What you are asked to do:
Working from the top of the records below, reproduce each line exactly, ending once you have written the line containing "and page sizes.".

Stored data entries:
_ _ _ _ _

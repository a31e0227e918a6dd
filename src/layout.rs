use serde::{Deserialize, Serialize};

use crate::error::LayoutError;
use crate::geometry::NormalizedBounds;
use crate::text::{condense_whitespace, normalize_search_text};

/// Source of positioned text for one document.
///
/// Implementations own document parsing; the matcher only asks for occurrences
/// of a string, the searchable spans, and page sizes.
pub trait TextLayoutProvider: Send + Sync {
    /// Every occurrence of `text`, in page then reading order.
    fn search(&self, text: &str) -> Result<Vec<NormalizedBounds>, LayoutError>;

    fn spans(&self) -> Result<Vec<TextSpan>, LayoutError>;

    fn page_dimensions(&self, page: u32) -> Result<PageDimensions, LayoutError>;
}

#[derive(Debug, Clone, PartialEq)]
pub struct TextSpan {
    pub text: String,
    pub bounds: NormalizedBounds,
}

#[derive(Debug, Clone, Copy, PartialEq, Serialize, Deserialize)]
pub struct PageDimensions {
    pub width: f64,
    pub height: f64,
}

/// Serialized layout: page sizes and span rectangles in page units.
#[derive(Debug, Clone, Serialize, Deserialize)]
pub struct LayoutDocument {
    pub pages: Vec<LayoutPage>,
}

#[derive(Debug, Clone, Serialize, Deserialize)]
pub struct LayoutPage {
    pub page: u32,
    pub width: f64,
    pub height: f64,
    #[serde(default)]
    pub spans: Vec<LayoutSpan>,
}

#[derive(Debug, Clone, Serialize, Deserialize)]
pub struct LayoutSpan {
    pub text: String,
    /// `[x0, y0, x1, y1]`
    pub bbox: [f64; 4],
}

#[derive(Debug, Clone)]
struct IndexedSpan {
    /// Document text with whitespace collapsed, as reported to callers.
    text: String,
    search_text: String,
    bounds: NormalizedBounds,
    char_count: usize,
}

#[derive(Debug, Clone)]
struct LineSegment {
    span_index: usize,
    char_start: usize,
    char_end: usize,
}

#[derive(Debug, Clone)]
struct IndexedLine {
    text: String,
    search_text: String,
    segments: Vec<LineSegment>,
}

#[derive(Debug, Clone)]
struct IndexedPage {
    page: u32,
    dimensions: PageDimensions,
}

/// In-memory [`TextLayoutProvider`] over a pre-extracted [`LayoutDocument`].
///
/// Search is case-insensitive on whitespace-collapsed text and may cross span
/// boundaries within a line; a hit covering part of a span is narrowed in
/// proportion to its character offsets.
#[derive(Debug, Clone)]
pub struct DocumentLayout {
    pages: Vec<IndexedPage>,
    spans: Vec<IndexedSpan>,
    lines: Vec<IndexedLine>,
}

impl DocumentLayout {
    pub fn from_document(document: LayoutDocument) -> Result<Self, LayoutError> {
        let mut pages = document.pages;
        pages.sort_by_key(|page| page.page);

        let mut indexed_pages = Vec::<IndexedPage>::with_capacity(pages.len());
        let mut spans = Vec::<IndexedSpan>::new();
        let mut lines = Vec::<IndexedLine>::new();

        for page in pages {
            if page.page == 0 {
                return Err(LayoutError::InvalidLayout(
                    "page numbers are 1-based".to_string(),
                ));
            }
            if indexed_pages.iter().any(|existing| existing.page == page.page) {
                return Err(LayoutError::InvalidLayout(format!(
                    "duplicate page {}",
                    page.page
                )));
            }

            let first_span = spans.len();
            for span in &page.spans {
                let search_text = normalize_search_text(&span.text);
                if search_text.is_empty() {
                    continue;
                }

                let bounds =
                    NormalizedBounds::from_page_rect(page.page, span.bbox, page.width, page.height)
                        .map_err(|error| {
                            LayoutError::InvalidLayout(format!(
                                "span '{}' on page {}: {error}",
                                span.text, page.page
                            ))
                        })?;

                spans.push(IndexedSpan {
                    text: condense_whitespace(&span.text),
                    char_count: search_text.chars().count(),
                    search_text,
                    bounds,
                });
            }
            lines.extend(build_lines(&spans, first_span));

            indexed_pages.push(IndexedPage {
                page: page.page,
                dimensions: PageDimensions {
                    width: page.width,
                    height: page.height,
                },
            });
        }

        Ok(Self {
            pages: indexed_pages,
            spans,
            lines,
        })
    }

    pub fn page_count(&self) -> usize {
        self.pages.len()
    }

    /// Page numbers in ascending order; they need not be contiguous.
    pub fn page_numbers(&self) -> impl Iterator<Item = u32> + '_ {
        self.pages.iter().map(|entry| entry.page)
    }

    pub fn span_count(&self) -> usize {
        self.spans.len()
    }

    pub fn line_count(&self) -> usize {
        self.lines.len()
    }

    fn occurrence_bounds(
        &self,
        line: &IndexedLine,
        char_start: usize,
        char_end: usize,
    ) -> Result<Option<NormalizedBounds>, LayoutError> {
        let mut pieces = Vec::<NormalizedBounds>::new();

        for segment in &line.segments {
            let start = char_start.max(segment.char_start);
            let end = char_end.min(segment.char_end);
            if start >= end {
                continue;
            }

            let span = &self.spans[segment.span_index];
            let total = span.char_count.max(1) as f64;
            let local_start = (start - segment.char_start) as f64;
            let local_len = (end - start) as f64;
            let bounds = span.bounds;

            let piece = NormalizedBounds::new(
                bounds.page(),
                bounds.x() + bounds.width() * local_start / total,
                bounds.y(),
                bounds.width() * local_len / total,
                bounds.height(),
            )
            .map_err(|error| LayoutError::InvalidLayout(error.to_string()))?;
            pieces.push(piece);
        }

        if pieces.is_empty() {
            return Ok(None);
        }

        crate::geometry::merge(&pieces)
            .map(Some)
            .map_err(|error| LayoutError::InvalidLayout(error.to_string()))
    }
}

impl TextLayoutProvider for DocumentLayout {
    fn search(&self, text: &str) -> Result<Vec<NormalizedBounds>, LayoutError> {
        let needle = normalize_search_text(text);
        if needle.is_empty() {
            return Ok(Vec::new());
        }
        let needle_chars = needle.chars().count();

        let mut found = Vec::<NormalizedBounds>::new();
        for line in &self.lines {
            for (byte_index, _) in line.search_text.match_indices(needle.as_str()) {
                let char_start = line.search_text[..byte_index].chars().count();
                if let Some(bounds) =
                    self.occurrence_bounds(line, char_start, char_start + needle_chars)?
                {
                    found.push(bounds);
                }
            }
        }

        Ok(found)
    }

    fn spans(&self) -> Result<Vec<TextSpan>, LayoutError> {
        let mut candidates = Vec::<TextSpan>::with_capacity(self.spans.len() + self.lines.len());

        for line in &self.lines {
            for segment in &line.segments {
                let span = &self.spans[segment.span_index];
                candidates.push(TextSpan {
                    text: span.text.clone(),
                    bounds: span.bounds,
                });
            }

            if line.segments.len() > 1 {
                let char_end = line.search_text.chars().count();
                if let Some(bounds) = self.occurrence_bounds(line, 0, char_end)? {
                    candidates.push(TextSpan {
                        text: line.text.clone(),
                        bounds,
                    });
                }
            }
        }

        Ok(candidates)
    }

    fn page_dimensions(&self, page: u32) -> Result<PageDimensions, LayoutError> {
        self.pages
            .iter()
            .find(|entry| entry.page == page)
            .map(|entry| entry.dimensions)
            .ok_or(LayoutError::PageOutOfRange {
                page,
                page_count: self.pages.len(),
            })
    }
}

/// Groups consecutive spans of one page whose vertical centers line up.
fn build_lines(spans: &[IndexedSpan], first_span: usize) -> Vec<IndexedLine> {
    let mut lines = Vec::<IndexedLine>::new();
    let mut current: Option<(IndexedLine, f64, f64)> = None;

    for (span_index, span) in spans.iter().enumerate().skip(first_span) {
        let center = span.bounds.y() + span.bounds.height() / 2.0;
        let height = span.bounds.height();

        if let Some((line, line_center, line_height)) = current.as_mut() {
            let tolerance = line_height.max(height) / 2.0;
            if (center - *line_center).abs() <= tolerance {
                line.text.push(' ');
                line.text.push_str(&span.text);
                line.search_text.push(' ');
                let char_start = line.search_text.chars().count();
                line.search_text.push_str(&span.search_text);
                line.segments.push(LineSegment {
                    span_index,
                    char_start,
                    char_end: char_start + span.char_count,
                });
                *line_height = line_height.max(height);
                continue;
            }
        }

        if let Some((line, _, _)) = current.take() {
            lines.push(line);
        }
        current = Some((
            IndexedLine {
                text: span.text.clone(),
                search_text: span.search_text.clone(),
                segments: vec![LineSegment {
                    span_index,
                    char_start: 0,
                    char_end: span.char_count,
                }],
            },
            center,
            height,
        ));
    }

    if let Some((line, _, _)) = current {
        lines.push(line);
    }
    lines
}

#[cfg(test)]
mod tests {
    use super::*;

    fn layout(pages: Vec<LayoutPage>) -> DocumentLayout {
        DocumentLayout::from_document(LayoutDocument { pages }).expect("layout should index")
    }

    fn page(page: u32, spans: &[(&str, [f64; 4])]) -> LayoutPage {
        LayoutPage {
            page,
            width: 100.0,
            height: 100.0,
            spans: spans
                .iter()
                .map(|(text, bbox)| LayoutSpan {
                    text: text.to_string(),
                    bbox: *bbox,
                })
                .collect(),
        }
    }

    #[test]
    fn search_is_case_insensitive_and_narrows_within_span() {
        let document = layout(vec![page(1, &[("Total REVENUE 2024", [10.0, 10.0, 46.0, 14.0])])]);

        let hits = document.search("revenue").expect("search should succeed");

        assert_eq!(hits.len(), 1);
        let hit = hits[0];
        assert_eq!(hit.page(), 1);
        // "total revenue 2024" is 18 chars; "revenue" starts at 6 and spans 7.
        assert!((hit.x() - (0.10 + 0.36 * 6.0 / 18.0)).abs() < 1e-9);
        assert!((hit.width() - 0.36 * 7.0 / 18.0).abs() < 1e-9);
        assert!((hit.y() - 0.10).abs() < 1e-9);
    }

    #[test]
    fn search_crosses_spans_on_the_same_line() {
        let document = layout(vec![page(
            1,
            &[
                ("On-Time", [10.0, 20.0, 24.0, 24.0]),
                ("Delivery Rate", [25.0, 20.0, 51.0, 24.0]),
                ("Next line", [10.0, 40.0, 28.0, 44.0]),
            ],
        )]);

        let hits = document
            .search("on-time   delivery")
            .expect("search should succeed");

        assert_eq!(hits.len(), 1);
        assert!((hits[0].x() - 0.10).abs() < 1e-9);
        assert!(hits[0].right() > 0.25 && hits[0].right() < 0.51);
        assert!(document.search("rate next").expect("search").is_empty());
    }

    #[test]
    fn search_returns_occurrences_in_page_order() {
        let document = layout(vec![
            page(2, &[("Revenue", [10.0, 10.0, 24.0, 14.0])]),
            page(1, &[("Revenue", [50.0, 50.0, 64.0, 54.0])]),
        ]);

        let hits = document.search("Revenue").expect("search should succeed");

        assert_eq!(hits.iter().map(|hit| hit.page()).collect::<Vec<_>>(), vec![1, 2]);
    }

    #[test]
    fn spans_include_joined_lines_in_document_casing() {
        let document = layout(vec![page(
            1,
            &[
                ("Acme", [10.0, 10.0, 20.0, 14.0]),
                ("Logistics   CORPORATION", [21.0, 10.0, 65.0, 14.0]),
            ],
        )]);

        let spans = document.spans().expect("spans should enumerate");
        let texts = spans.iter().map(|span| span.text.as_str()).collect::<Vec<_>>();

        assert_eq!(
            texts,
            vec!["Acme", "Logistics CORPORATION", "Acme Logistics CORPORATION"]
        );
        assert_eq!(document.line_count(), 1);
        assert_eq!(
            document
                .search("acme logistics corporation")
                .expect("search should succeed")
                .len(),
            1
        );
    }

    #[test]
    fn page_dimensions_report_missing_pages() {
        let document = layout(vec![page(1, &[])]);

        let dimensions = document.page_dimensions(1).expect("page 1 exists");
        assert_eq!(dimensions.width, 100.0);

        let error = document.page_dimensions(5).expect_err("page 5 is missing");
        assert_eq!(
            error,
            LayoutError::PageOutOfRange {
                page: 5,
                page_count: 1
            }
        );
    }

    #[test]
    fn from_document_rejects_zero_based_pages() {
        let result = DocumentLayout::from_document(LayoutDocument {
            pages: vec![page(0, &[])],
        });
        assert!(matches!(result, Err(LayoutError::InvalidLayout(_))));
    }

    #[test]
    fn layout_document_parses_from_json() {
        let raw = r#"
        {
          "pages": [
            {
              "page": 1,
              "width": 612,
              "height": 792,
              "spans": [{ "text": "Quarterly Report", "bbox": [72, 72, 240, 90] }]
            }
          ]
        }
        "#;

        let document: LayoutDocument = serde_json::from_str(raw).expect("layout json should parse");
        let indexed = DocumentLayout::from_document(document).expect("layout should index");

        assert_eq!(indexed.page_count(), 1);
        assert_eq!(indexed.span_count(), 1);
        assert_eq!(indexed.search("quarterly").expect("search").len(), 1);
    }
}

_ _ _ _ _

Solution:
repository a31e0227e918a6dd
filename src/layout.rs
use serde::{Deserialize, Serialize};

use crate::error::LayoutError;
use crate::geometry::NormalizedBounds;
use crate::text::{condense_whitespace, normalize_search_text};

/// Source of positioned text for one document.
///
/// Implementations own document parsing; the matcher only asks for occurrences
/// of a string, the searchable spans, and page sizes.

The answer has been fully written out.